1970年の亡霊
 柿本達の対テロ特殊部隊が現場確保してから十分後、園田二尉が率いる内務班数名がやって来た。

 彼等は、警察の現場検証のように、破壊された倉庫跡をブルーシートで囲い、遺体や遺留品の捜査に当たった。

 その間、役目を終えた隊員達は、来た時と同様に目立たぬよう帰路に着いた。

 対テロ部隊の姿が見えなくなると、百メートル程先の藪から、三人の男達が内務班に合流した。

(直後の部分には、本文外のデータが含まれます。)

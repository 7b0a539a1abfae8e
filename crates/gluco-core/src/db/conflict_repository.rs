//! Conflict ledger and resolution audit

#![allow(clippy::cast_possible_wrap)]

use libsql::{Connection, Row};

use crate::error::{Error, Result};
use crate::models::{
    ConflictAudit, ConflictStatus, ReadingId, ReadingSnapshot, RemoteReading, Resolution,
    SyncConflict,
};

use super::rows::{opt_i64, opt_text, parse_column};

const CONFLICT_COLUMNS: &str =
    "id, reading_id, local_version, remote_version, status, resolution, created_at, resolved_at";

const AUDIT_COLUMNS: &str =
    "id, conflict_id, reading_id, resolution, local_version, remote_version, created_at";

/// libSQL repository for `sync_conflicts` and `sync_audit`
pub struct LibSqlConflictRepository<'a> {
    conn: &'a Connection,
}

impl<'a> LibSqlConflictRepository<'a> {
    /// Create a new repository with the given connection
    pub const fn new(conn: &'a Connection) -> Self {
        Self { conn }
    }

    fn parse_conflict(row: &Row) -> Result<SyncConflict> {
        let reading_id: String = row.get(1)?;
        let local: String = row.get(2)?;
        let remote: String = row.get(3)?;
        let status: String = row.get(4)?;

        Ok(SyncConflict {
            id: row.get(0)?,
            reading_id: parse_column(&reading_id, "reading id")?,
            local: serde_json::from_str::<ReadingSnapshot>(&local)?,
            remote: serde_json::from_str::<RemoteReading>(&remote)?,
            status: parse_column(&status, "conflict status")?,
            resolution: opt_text(row, 5)?
                .map(|raw| parse_column(&raw, "resolution"))
                .transpose()?,
            created_at: row.get(6)?,
            resolved_at: opt_i64(row, 7)?,
        })
    }

    fn parse_audit(row: &Row) -> Result<ConflictAudit> {
        let reading_id: String = row.get(2)?;
        let resolution: String = row.get(3)?;
        let local: String = row.get(4)?;
        let remote: String = row.get(5)?;

        Ok(ConflictAudit {
            id: row.get(0)?,
            conflict_id: row.get(1)?,
            reading_id: parse_column(&reading_id, "reading id")?,
            resolution: parse_column(&resolution, "resolution")?,
            local: serde_json::from_str(&local)?,
            remote: serde_json::from_str(&remote)?,
            created_at: row.get(6)?,
        })
    }

    /// Record a conflict for `reading_id`.
    ///
    /// A reading has at most one pending conflict: if one already exists its
    /// versions are refreshed and its id returned.
    pub async fn record(
        &self,
        reading_id: &ReadingId,
        local: &ReadingSnapshot,
        remote: &RemoteReading,
    ) -> Result<i64> {
        let local_json = serde_json::to_string(local)?;
        let remote_json = serde_json::to_string(remote)?;

        if let Some(existing) = self.pending_for(reading_id).await? {
            self.conn
                .execute(
                    "UPDATE sync_conflicts SET local_version = ?, remote_version = ?, remote_id = ?
                     WHERE id = ?",
                    libsql::params![local_json, remote_json, remote.remote_id, existing.id],
                )
                .await?;
            return Ok(existing.id);
        }

        let now = crate::util::now_ms();
        self.conn
            .execute(
                "INSERT INTO sync_conflicts
                     (reading_id, remote_id, local_version, remote_version, status, created_at)
                 VALUES (?, ?, ?, ?, 'pending', ?)",
                libsql::params![
                    reading_id.as_str(),
                    remote.remote_id,
                    local_json,
                    remote_json,
                    now,
                ],
            )
            .await?;
        Ok(self.conn.last_insert_rowid())
    }

    /// Get a conflict by id
    pub async fn get(&self, id: i64) -> Result<Option<SyncConflict>> {
        let sql = format!("SELECT {CONFLICT_COLUMNS} FROM sync_conflicts WHERE id = ?");
        let mut rows = self.conn.query(&sql, [id]).await?;
        match rows.next().await? {
            Some(row) => Ok(Some(Self::parse_conflict(&row)?)),
            None => Ok(None),
        }
    }

    /// Pending conflict for a reading, if any
    pub async fn pending_for(&self, reading_id: &ReadingId) -> Result<Option<SyncConflict>> {
        let sql = format!(
            "SELECT {CONFLICT_COLUMNS} FROM sync_conflicts
             WHERE reading_id = ? AND status = 'pending' ORDER BY id LIMIT 1"
        );
        let mut rows = self.conn.query(&sql, [reading_id.as_str()]).await?;
        match rows.next().await? {
            Some(row) => Ok(Some(Self::parse_conflict(&row)?)),
            None => Ok(None),
        }
    }

    /// Conflicts with `status`, oldest first
    pub async fn list(&self, status: ConflictStatus, limit: usize) -> Result<Vec<SyncConflict>> {
        let sql = format!(
            "SELECT {CONFLICT_COLUMNS} FROM sync_conflicts
             WHERE status = ? ORDER BY created_at ASC, id ASC LIMIT ?"
        );
        let mut rows = self
            .conn
            .query(&sql, libsql::params![status.as_str(), limit as i64])
            .await?;

        let mut conflicts = Vec::new();
        while let Some(row) = rows.next().await? {
            conflicts.push(Self::parse_conflict(&row)?);
        }
        Ok(conflicts)
    }

    /// Number of unresolved conflicts
    pub async fn pending_count(&self) -> Result<usize> {
        let mut rows = self
            .conn
            .query(
                "SELECT COUNT(*) FROM sync_conflicts WHERE status = 'pending'",
                (),
            )
            .await?;
        let count = match rows.next().await? {
            Some(row) => row.get::<i64>(0)?,
            None => 0,
        };
        usize::try_from(count).map_err(|_| Error::Database(format!("invalid count {count}")))
    }

    /// Close a pending conflict; fails with `NotFound` if it is not pending
    pub async fn mark_resolved(&self, id: i64, resolution: Resolution) -> Result<()> {
        let now = crate::util::now_ms();
        let rows = self
            .conn
            .execute(
                "UPDATE sync_conflicts SET status = 'resolved', resolution = ?, resolved_at = ?
                 WHERE id = ? AND status = 'pending'",
                libsql::params![resolution.as_str(), now, id],
            )
            .await?;

        if rows == 0 {
            return Err(Error::NotFound(format!("pending conflict {id}")));
        }
        Ok(())
    }

    /// Append an audit record for a resolved conflict
    pub async fn insert_audit(
        &self,
        conflict: &SyncConflict,
        resolution: Resolution,
    ) -> Result<i64> {
        let now = crate::util::now_ms();
        self.conn
            .execute(
                "INSERT INTO sync_audit (conflict_id, reading_id, resolution,
                     local_version, remote_version, created_at)
                 VALUES (?, ?, ?, ?, ?, ?)",
                libsql::params![
                    conflict.id,
                    conflict.reading_id.as_str(),
                    resolution.as_str(),
                    serde_json::to_string(&conflict.local)?,
                    serde_json::to_string(&conflict.remote)?,
                    now,
                ],
            )
            .await?;
        Ok(self.conn.last_insert_rowid())
    }

    /// Most recent audit records first
    pub async fn list_audit(&self, limit: usize) -> Result<Vec<ConflictAudit>> {
        let sql = format!(
            "SELECT {AUDIT_COLUMNS} FROM sync_audit ORDER BY created_at DESC, id DESC LIMIT ?"
        );
        let mut rows = self.conn.query(&sql, [limit as i64]).await?;

        let mut records = Vec::new();
        while let Some(row) = rows.next().await? {
            records.push(Self::parse_audit(&row)?);
        }
        Ok(records)
    }
}

#[cfg(test)]
mod tests {
    use super::*;
    use crate::db::Database;
    use crate::models::{GlucoseUnit, ReadingCategory};

    fn local() -> ReadingSnapshot {
        ReadingSnapshot {
            value: 110.0,
            unit: GlucoseUnit::MgDl,
            timestamp: 1_000,
            note: None,
            category: ReadingCategory::Fasting,
        }
    }

    fn remote(value: f64) -> RemoteReading {
        RemoteReading {
            remote_id: 9,
            value,
            timestamp: 1_000,
            note: Some("lab".to_string()),
            category: ReadingCategory::Fasting,
        }
    }

    #[tokio::test(flavor = "multi_thread")]
    async fn record_and_list_pending() {
        let db = Database::open_in_memory().await.unwrap();
        let repo = LibSqlConflictRepository::new(db.connection());
        let reading_id = ReadingId::new();

        let id = repo.record(&reading_id, &local(), &remote(140.0)).await.unwrap();
        let conflict = repo.get(id).await.unwrap().unwrap();

        assert_eq!(conflict.reading_id, reading_id);
        assert_eq!(conflict.status, ConflictStatus::Pending);
        assert_eq!(conflict.local, local());
        assert_eq!(conflict.remote, remote(140.0));
        assert_eq!(repo.pending_count().await.unwrap(), 1);
        assert_eq!(repo.list(ConflictStatus::Pending, 10).await.unwrap().len(), 1);
    }

    #[tokio::test(flavor = "multi_thread")]
    async fn one_pending_conflict_per_reading() {
        let db = Database::open_in_memory().await.unwrap();
        let repo = LibSqlConflictRepository::new(db.connection());
        let reading_id = ReadingId::new();

        let first = repo.record(&reading_id, &local(), &remote(140.0)).await.unwrap();
        let second = repo.record(&reading_id, &local(), &remote(150.0)).await.unwrap();

        assert_eq!(first, second);
        assert_eq!(repo.pending_count().await.unwrap(), 1);
        let conflict = repo.get(first).await.unwrap().unwrap();
        assert!((conflict.remote.value - 150.0).abs() < f64::EPSILON);
    }

    #[tokio::test(flavor = "multi_thread")]
    async fn resolve_writes_audit() {
        let db = Database::open_in_memory().await.unwrap();
        let repo = LibSqlConflictRepository::new(db.connection());
        let reading_id = ReadingId::new();

        let id = repo.record(&reading_id, &local(), &remote(140.0)).await.unwrap();
        let conflict = repo.get(id).await.unwrap().unwrap();

        repo.mark_resolved(id, Resolution::KeepServer).await.unwrap();
        repo.insert_audit(&conflict, Resolution::KeepServer).await.unwrap();

        let resolved = repo.get(id).await.unwrap().unwrap();
        assert_eq!(resolved.status, ConflictStatus::Resolved);
        assert_eq!(resolved.resolution, Some(Resolution::KeepServer));
        assert!(resolved.resolved_at.is_some());
        assert_eq!(repo.pending_count().await.unwrap(), 0);

        let audit = repo.list_audit(10).await.unwrap();
        assert_eq!(audit.len(), 1);
        assert_eq!(audit[0].conflict_id, id);
        assert_eq!(audit[0].resolution, Resolution::KeepServer);

        // Already resolved
        assert!(matches!(
            repo.mark_resolved(id, Resolution::KeepMine).await,
            Err(Error::NotFound(_))
        ));
    }
}
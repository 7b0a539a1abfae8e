//! Offline-first synchronization with the glucose backend.

pub mod engine;
pub mod fake;
pub mod http;
pub mod merge;
pub mod remote;
pub mod single_flight;
pub mod timestamp;

pub use engine::{
    CreatedReading, PullSummary, PushState, PushSummary, SyncEngine, SyncEngineBuilder,
    SyncOutcome, SyncSummary,
};
pub use http::HttpRemoteService;
pub use merge::{MergeOptions, MergeReport};
pub use remote::{ProfileRefresher, RemoteCreate, RemoteError, RemoteService};
pub use single_flight::SingleFlight;
pub use timestamp::RemoteClock;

 対テロ部隊が急襲する直前に、リモートコントロールの軽機関銃を設置していた男達だった。

「ご苦労様でした」

 園田が軽く頭を下げる。

「少し爆薬が多過ぎたかも知れない。これだと、用意した証拠物品がきれい過ぎて不自然過ぎないか?」

 年嵩の男が、園田に一番危惧していた点を伝えた。

「いえ、その辺は問題無いと思います。この状況を直接見た者は、我々だけですから」

「持ち込んだものと、実際のものが一致するよう、上手くやってくれ」

「心得て居ります」

「間も無く警察が来る筈だ。頼むぞ」

「はい」

 そう言って三人の男達は、園田が用意した一台の装甲ジープで現場を去って行った。

 機動隊員を中心とした習志野警察がやって来たのは、それから十五分後の事だった。